**EXTRACTED ENTRIES:**

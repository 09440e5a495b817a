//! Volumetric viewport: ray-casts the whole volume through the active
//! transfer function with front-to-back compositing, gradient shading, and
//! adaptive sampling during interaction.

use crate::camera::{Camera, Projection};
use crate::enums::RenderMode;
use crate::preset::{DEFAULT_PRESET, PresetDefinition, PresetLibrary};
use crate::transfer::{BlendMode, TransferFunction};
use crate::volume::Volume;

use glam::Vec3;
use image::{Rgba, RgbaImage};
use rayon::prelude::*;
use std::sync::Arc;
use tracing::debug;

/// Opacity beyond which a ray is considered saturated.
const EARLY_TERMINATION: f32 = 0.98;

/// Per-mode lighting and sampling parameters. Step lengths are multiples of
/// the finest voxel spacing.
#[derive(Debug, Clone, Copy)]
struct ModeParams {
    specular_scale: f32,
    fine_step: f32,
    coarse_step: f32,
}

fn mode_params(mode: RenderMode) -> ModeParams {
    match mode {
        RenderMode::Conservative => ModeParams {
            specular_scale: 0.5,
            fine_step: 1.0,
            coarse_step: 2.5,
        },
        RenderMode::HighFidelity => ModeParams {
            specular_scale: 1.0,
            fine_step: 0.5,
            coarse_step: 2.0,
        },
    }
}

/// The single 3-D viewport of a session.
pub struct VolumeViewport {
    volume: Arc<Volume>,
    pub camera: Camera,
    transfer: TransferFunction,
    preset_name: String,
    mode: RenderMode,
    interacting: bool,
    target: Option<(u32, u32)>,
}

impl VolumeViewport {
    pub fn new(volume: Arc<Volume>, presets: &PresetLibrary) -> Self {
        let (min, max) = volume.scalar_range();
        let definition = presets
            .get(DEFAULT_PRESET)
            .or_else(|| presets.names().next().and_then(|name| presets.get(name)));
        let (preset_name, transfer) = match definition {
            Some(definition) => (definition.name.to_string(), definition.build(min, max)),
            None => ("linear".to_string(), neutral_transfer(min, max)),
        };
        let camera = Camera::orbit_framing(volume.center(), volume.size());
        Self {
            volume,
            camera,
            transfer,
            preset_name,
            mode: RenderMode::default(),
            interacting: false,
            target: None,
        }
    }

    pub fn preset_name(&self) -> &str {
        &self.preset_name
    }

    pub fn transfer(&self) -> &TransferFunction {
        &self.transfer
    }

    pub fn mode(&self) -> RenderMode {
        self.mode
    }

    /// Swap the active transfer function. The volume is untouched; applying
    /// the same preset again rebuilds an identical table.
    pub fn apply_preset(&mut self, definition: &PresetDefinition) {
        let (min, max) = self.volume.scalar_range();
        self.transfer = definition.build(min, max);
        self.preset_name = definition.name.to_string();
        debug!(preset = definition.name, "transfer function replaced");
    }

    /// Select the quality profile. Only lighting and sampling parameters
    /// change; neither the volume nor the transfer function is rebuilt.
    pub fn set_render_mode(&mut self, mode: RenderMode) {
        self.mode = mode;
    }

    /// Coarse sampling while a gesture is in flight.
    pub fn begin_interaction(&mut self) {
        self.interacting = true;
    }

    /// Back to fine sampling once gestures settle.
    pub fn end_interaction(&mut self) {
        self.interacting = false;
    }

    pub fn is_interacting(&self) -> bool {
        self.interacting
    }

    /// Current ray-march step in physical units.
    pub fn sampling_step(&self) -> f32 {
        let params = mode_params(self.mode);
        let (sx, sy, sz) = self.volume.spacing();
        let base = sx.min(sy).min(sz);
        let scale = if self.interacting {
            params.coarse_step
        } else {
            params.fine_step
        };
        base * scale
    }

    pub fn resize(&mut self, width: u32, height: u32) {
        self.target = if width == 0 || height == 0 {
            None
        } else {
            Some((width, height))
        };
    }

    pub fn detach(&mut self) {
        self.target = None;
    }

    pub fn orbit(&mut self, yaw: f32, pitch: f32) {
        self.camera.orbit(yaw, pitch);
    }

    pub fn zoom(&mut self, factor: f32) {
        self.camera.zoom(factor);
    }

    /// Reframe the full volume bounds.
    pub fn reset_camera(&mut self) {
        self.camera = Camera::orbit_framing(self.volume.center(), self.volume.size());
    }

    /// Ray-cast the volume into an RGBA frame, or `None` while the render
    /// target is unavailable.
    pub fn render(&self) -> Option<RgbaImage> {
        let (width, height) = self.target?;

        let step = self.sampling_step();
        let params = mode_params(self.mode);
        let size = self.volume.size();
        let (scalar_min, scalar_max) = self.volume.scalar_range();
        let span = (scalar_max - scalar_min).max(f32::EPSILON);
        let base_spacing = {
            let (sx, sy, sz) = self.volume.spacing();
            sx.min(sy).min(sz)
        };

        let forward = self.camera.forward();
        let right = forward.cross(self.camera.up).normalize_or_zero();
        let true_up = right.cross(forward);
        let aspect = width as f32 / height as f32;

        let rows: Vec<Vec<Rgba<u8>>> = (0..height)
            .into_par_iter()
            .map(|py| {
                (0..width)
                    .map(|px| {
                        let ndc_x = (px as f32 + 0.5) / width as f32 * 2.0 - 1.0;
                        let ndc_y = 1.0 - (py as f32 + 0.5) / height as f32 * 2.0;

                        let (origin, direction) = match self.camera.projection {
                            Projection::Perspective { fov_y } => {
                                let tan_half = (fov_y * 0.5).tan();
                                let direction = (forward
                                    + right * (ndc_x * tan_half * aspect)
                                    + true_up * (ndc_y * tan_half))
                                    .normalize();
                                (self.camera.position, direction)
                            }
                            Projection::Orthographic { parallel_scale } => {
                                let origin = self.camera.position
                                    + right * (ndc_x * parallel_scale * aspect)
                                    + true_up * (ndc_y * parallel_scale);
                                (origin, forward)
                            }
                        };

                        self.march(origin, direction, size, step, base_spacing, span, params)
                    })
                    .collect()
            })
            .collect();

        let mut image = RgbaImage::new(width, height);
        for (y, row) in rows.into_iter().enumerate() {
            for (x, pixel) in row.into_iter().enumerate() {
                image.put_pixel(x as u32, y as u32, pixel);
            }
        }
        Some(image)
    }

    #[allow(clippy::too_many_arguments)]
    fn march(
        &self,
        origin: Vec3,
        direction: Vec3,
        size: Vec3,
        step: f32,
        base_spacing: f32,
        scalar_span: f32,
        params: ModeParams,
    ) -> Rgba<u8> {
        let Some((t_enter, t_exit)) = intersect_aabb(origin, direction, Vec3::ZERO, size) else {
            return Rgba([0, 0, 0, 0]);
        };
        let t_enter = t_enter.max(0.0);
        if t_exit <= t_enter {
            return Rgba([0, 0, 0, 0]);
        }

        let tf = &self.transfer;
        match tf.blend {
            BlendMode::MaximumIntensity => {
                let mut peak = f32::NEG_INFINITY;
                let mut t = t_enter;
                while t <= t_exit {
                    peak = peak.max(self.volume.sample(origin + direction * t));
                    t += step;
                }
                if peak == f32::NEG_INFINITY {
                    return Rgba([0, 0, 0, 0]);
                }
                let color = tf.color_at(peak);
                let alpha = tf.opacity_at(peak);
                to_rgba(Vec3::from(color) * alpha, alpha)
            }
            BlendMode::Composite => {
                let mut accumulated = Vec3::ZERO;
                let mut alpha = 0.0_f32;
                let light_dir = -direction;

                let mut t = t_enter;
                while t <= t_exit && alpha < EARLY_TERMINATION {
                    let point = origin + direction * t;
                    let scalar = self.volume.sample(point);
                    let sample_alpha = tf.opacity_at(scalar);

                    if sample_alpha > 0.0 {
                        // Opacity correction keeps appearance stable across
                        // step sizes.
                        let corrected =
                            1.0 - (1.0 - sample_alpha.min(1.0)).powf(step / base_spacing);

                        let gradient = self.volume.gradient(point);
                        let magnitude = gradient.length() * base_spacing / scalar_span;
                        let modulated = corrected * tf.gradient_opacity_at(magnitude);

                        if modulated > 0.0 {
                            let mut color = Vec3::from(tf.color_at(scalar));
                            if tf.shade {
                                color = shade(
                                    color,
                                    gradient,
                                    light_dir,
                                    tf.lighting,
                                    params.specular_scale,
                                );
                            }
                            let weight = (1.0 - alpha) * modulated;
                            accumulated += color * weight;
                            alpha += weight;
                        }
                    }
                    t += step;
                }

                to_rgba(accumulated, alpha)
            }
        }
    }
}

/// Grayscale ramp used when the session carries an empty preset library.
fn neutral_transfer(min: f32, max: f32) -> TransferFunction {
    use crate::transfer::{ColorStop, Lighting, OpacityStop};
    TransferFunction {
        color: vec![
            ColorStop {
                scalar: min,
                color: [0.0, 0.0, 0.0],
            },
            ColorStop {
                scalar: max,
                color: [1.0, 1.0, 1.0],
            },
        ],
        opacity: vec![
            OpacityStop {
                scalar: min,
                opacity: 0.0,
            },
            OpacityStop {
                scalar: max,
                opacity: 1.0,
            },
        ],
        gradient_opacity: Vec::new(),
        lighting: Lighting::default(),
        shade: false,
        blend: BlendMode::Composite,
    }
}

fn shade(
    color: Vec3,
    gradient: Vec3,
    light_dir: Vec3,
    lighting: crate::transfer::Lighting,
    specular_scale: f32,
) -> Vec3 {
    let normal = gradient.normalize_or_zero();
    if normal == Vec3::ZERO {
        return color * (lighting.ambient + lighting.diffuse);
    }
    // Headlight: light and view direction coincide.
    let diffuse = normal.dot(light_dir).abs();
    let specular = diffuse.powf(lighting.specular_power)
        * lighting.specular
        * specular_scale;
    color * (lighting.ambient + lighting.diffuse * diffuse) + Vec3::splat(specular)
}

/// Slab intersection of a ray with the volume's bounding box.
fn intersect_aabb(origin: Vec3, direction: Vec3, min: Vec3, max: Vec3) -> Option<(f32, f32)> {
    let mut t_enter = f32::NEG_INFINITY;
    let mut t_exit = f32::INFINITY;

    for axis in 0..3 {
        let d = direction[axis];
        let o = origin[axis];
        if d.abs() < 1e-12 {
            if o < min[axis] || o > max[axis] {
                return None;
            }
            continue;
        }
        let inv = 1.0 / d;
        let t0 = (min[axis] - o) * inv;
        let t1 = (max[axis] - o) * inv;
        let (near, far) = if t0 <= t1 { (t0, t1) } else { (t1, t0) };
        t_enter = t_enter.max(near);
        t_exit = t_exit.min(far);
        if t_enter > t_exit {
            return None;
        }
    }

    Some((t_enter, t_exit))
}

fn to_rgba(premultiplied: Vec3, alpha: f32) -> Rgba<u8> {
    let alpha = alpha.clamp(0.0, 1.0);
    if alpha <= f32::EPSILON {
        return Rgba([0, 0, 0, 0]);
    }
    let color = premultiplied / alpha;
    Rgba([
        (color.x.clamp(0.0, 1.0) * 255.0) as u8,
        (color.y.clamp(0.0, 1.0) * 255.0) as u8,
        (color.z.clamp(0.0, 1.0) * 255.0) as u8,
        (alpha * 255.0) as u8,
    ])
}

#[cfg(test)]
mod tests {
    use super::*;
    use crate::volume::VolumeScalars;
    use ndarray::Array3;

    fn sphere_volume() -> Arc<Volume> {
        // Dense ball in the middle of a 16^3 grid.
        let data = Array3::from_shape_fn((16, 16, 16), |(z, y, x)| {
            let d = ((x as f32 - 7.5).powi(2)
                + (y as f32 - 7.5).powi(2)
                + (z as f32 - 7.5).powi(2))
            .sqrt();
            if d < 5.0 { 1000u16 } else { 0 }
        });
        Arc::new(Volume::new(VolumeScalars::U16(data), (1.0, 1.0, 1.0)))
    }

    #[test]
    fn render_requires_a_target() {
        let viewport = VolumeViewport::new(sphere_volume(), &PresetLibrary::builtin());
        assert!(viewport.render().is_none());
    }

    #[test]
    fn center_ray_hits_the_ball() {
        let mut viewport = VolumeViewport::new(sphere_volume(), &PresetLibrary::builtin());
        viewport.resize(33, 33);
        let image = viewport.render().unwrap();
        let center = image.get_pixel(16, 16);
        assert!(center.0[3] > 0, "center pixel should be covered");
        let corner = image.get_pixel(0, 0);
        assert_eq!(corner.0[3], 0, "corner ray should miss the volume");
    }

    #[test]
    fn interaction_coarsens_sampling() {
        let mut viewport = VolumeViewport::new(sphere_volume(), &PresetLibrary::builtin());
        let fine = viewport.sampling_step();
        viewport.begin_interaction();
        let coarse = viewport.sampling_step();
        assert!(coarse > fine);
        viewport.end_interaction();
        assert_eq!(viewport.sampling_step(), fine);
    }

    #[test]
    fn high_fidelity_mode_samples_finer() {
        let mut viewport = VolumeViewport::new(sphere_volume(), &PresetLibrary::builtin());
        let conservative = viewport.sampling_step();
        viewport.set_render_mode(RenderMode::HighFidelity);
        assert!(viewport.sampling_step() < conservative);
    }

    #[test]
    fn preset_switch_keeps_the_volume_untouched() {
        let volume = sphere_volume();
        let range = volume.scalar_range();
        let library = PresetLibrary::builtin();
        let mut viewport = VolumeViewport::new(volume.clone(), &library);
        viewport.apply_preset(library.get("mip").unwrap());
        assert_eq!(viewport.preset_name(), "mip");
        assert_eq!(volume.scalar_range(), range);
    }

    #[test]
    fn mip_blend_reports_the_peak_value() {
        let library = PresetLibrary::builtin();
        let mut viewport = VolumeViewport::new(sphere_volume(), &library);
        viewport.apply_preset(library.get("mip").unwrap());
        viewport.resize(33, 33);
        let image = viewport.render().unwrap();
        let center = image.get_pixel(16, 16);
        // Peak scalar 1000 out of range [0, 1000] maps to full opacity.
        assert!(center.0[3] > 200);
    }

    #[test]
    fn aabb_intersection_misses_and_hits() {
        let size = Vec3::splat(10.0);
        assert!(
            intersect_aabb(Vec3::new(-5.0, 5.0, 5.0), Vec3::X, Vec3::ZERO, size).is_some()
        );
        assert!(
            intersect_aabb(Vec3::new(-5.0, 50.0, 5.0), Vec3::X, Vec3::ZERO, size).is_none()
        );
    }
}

--

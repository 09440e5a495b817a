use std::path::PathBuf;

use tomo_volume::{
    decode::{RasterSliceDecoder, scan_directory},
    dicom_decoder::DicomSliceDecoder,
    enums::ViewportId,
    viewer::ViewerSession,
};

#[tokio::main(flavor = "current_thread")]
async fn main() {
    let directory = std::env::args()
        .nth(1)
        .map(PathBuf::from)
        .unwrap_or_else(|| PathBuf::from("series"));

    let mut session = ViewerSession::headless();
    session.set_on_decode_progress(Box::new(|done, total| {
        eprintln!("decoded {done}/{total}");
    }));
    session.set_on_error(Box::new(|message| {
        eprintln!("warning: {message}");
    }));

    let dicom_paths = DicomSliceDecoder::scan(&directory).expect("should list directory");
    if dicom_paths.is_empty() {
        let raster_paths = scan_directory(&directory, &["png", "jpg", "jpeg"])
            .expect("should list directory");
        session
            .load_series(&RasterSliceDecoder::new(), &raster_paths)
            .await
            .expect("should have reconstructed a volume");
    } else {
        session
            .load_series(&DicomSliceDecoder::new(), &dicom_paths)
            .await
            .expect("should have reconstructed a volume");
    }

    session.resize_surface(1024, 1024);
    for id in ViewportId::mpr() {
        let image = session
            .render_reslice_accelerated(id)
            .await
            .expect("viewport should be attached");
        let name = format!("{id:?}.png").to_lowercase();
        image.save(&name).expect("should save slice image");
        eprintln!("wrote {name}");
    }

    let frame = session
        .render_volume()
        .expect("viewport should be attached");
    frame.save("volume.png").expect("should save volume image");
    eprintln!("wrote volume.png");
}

**EXERCISE:** In the entries above, identify every line with the word "data". Copy those lines.

**WRITTEN SOLUTION:**
        let data = Array3::from_shape_fn((16, 16, 16), |(z, y, x)| {
        Arc::new(Volume::new(VolumeScalars::U16(data), (1.0, 1.0, 1.0)))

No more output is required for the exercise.